This position pays $28.50/hour for approximately an 85 hour contract. There is some flexibility in when the hours are worked, but generally they are as follows:

Month Coordination Hours
July/August 35
September 15
Oct/Nov/Dec 15
January 10
Feb/March/April 10

We anticipate that funding for the position will be available until June 30, 2015, pending successful application to UBC’s 2014/15 TA Training Fund. Successful applicants are expected to participate in reviewing the funding application in February and March 2014, prior to the start of the actual appointment.

Background: LFS TA Training Program

The Faculty of Land & Food Systems has on average an annual total of 167 Teaching Assistantships, filled by approximately 100 Teaching Assistants. All TA positions involve very different duties and skills. TAs in the Faculty are responsible for: marking and assessing student work, leading science labs, facilitating community and problem-based learning, giving lectures, monitoring in-class and online discussions, providing instruction on field trips, and more.

We are excited to offer LFS TAs with a faculty-wide development program which has included in the last two years:

  • Development of a Teaching Assistant Handbook
  • Problem-based Learning Workshop
  • Instructional Skills Workshop
  • TA Orientation Day
  • Marking & Assessment Workshop
  • Term 2 TA Orientation Day
  • Diversity & Conflict Management Workshop
  • Monthly TA Community of Practice Coffee Hours
  • Access to Faculty-based Support for TAs

The overall program objectives are 1) to have TAs feel better prepared and supported in their TA roles, 2) to allow TAs to gain valuable professional skills (applicable beyond this year’s TA-ships), 3) to receive feedback from instructors and TAs on the skills they would like TAs to gain and 4) to establish a culture of Teaching Assistantships, where TAs and faculty are actively involved in a community of teaching and learning in LFS.
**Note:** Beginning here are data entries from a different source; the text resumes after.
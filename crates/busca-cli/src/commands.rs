//! Command handlers.

use std::io::Read;
use std::path::Path;

use anyhow::{Context, Result, anyhow, bail};
use busca_core::dates::parse_date;
use busca_core::{Escaper, unescape};
use busca_query::{ApplyOutcome, FilterState, SearchBox, SearchSession};
use busca_suggest::{DomainCache, SolrTermsSource, ensure_suggestible, suggest};
use chrono::NaiveDate;

use crate::cli::ConfigAction;
use crate::config::BuscaConfig;

/// Reads a form snapshot from a file, or stdin for `-`.
pub fn read_form(source: &str) -> Result<FilterState> {
    let content = if source == "-" {
        let mut buf = String::new();
        std::io::stdin()
            .read_to_string(&mut buf)
            .context("Failed to read form from stdin")?;
        buf
    } else {
        std::fs::read_to_string(source).with_context(|| format!("Failed to read {source}"))?
    };
    serde_json::from_str(&content).context("Form snapshot is not valid JSON")
}

/// Resolves the `--today` option.
pub fn resolve_today(raw: Option<&str>) -> Result<NaiveDate> {
    match raw {
        Some(raw) => parse_date(raw).ok_or_else(|| anyhow!("Invalid --today date '{raw}'")),
        None => Ok(busca_core::dates::today()),
    }
}

/// Composes a query and returns it, or the user-facing rejection message.
pub fn compose(
    config: &BuscaConfig,
    form: FilterState,
    term: &str,
    trigger: SearchBox,
    today: NaiveDate,
) -> Result<String> {
    let mut session = SearchSession::new(config.filters.clone());
    session.type_in(trigger, term);
    *session.form_mut() = form;

    match session.apply(trigger, today) {
        ApplyOutcome::Submit(composed) => Ok(composed.query),
        ApplyOutcome::Rejected { message } => bail!(message),
    }
}

/// Escapes `value` with the configured policy for `field`.
pub fn escape(config: &BuscaConfig, field: &str, value: &str) -> String {
    Escaper::from_config(&config.filters).escape(value, field)
}

/// Reverses one level of escaping.
pub fn unescape_value(value: &str) -> String {
    unescape(value)
}

/// Fetches the domain of `field` and filters it for `term`.
pub async fn suggestions(config: &BuscaConfig, field: &str, term: &str) -> Result<Vec<String>> {
    ensure_suggestible(&config.filters, field)?;
    let source = SolrTermsSource::new(config.suggest.clone());
    let mut cache = DomainCache::new();
    let values = cache.load(&source, field).await;
    Ok(suggest(&values, term, config.suggest.display_limit)
        .into_iter()
        .map(str::to_string)
        .collect())
}

/// Handles a config subcommand.
pub fn handle_config_command(config: &BuscaConfig, action: ConfigAction) -> Result<()> {
    match action {
        ConfigAction::Show { extended } => {
            let mut config = config.clone();
            if extended {
                config.filters = busca_core::FilterConfig::extended();
            }
            print!("{}", config.to_toml_string()?);
            Ok(())
        }
        ConfigAction::Init { file, force } => {
            let path = Path::new(&file);
            BuscaConfig::init(path, force)?;
            println!("Config file created at {}", path.display());
            Ok(())
        }
    }
}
Coordinator Job Responsibilities

  • Assist in the preparation of TA Training Grant application for UBC
  • Develop 2014-2015 TA Training Program (based on previous years records)
  • Develop 2014-2015 TA Training Program budget (based on previous years records)
  • Update 2014-2015 TA Handbook
  • Coordinate and facilitate Term 1 and Term 2 Orientations
  • Coordinate and facilitate monthly Community of Practice meetings
  • Coordinate specialty workshops (e.g., PBL, Marking and Assessment, Conflict Management, Instructional Skills Workshop)
  • Keep accurate accounting records of spending
  • Monitor and record success of each TA Training Program activity with recommendations for improvement
  • Develop Term 1 and Term 2 progress reports
  • Put together project report for Granting agency
  • Maintain records in an open source (Google Drive) folders
  • Promote high standard of teaching and learning in the faculty to students, TAs, instructors, faculty, staff and administration
  • Develop succession plan for future years (particularly relevant for masters students)
  • Facilitate meetings with Faculty Advisory Committee (approximately 3 times/year)

Qualifications

  • Graduate student (Masters or PhD) in the Faculty of Land and Food Systems for 2014-2015 academic year
  • Excellent communication skills
  • Highly effective organizer and developed coordination skills
  • Trained facilitator
  • Proficient public speaker
  • Strong interest in how we learn and teach
  • Knowledge of campus-wide resources available to TAs for their teaching practice
  • TA experience (preferably in the Faculty of Land and Food Systems)
  • Self-driven and ability to work on your own

Application

Please submit all resumes and cover letters to Gwen Chapman, Associate Dean Academic, Faculty of Land and Food Systems by February 7, 2014. Applications should be sent by email to gwen.chapman@ubc.ca.  Only successful applicants will be contacted for an interview. Position start date is February 24, 2014.

If you have any questions about the position, please direct them to the 2013-2014 TA Training Program Coordinators, Bryanna Thiel (bryannathiel@gmail.com) or Dru Yates (dru.e.yates@gmail.com)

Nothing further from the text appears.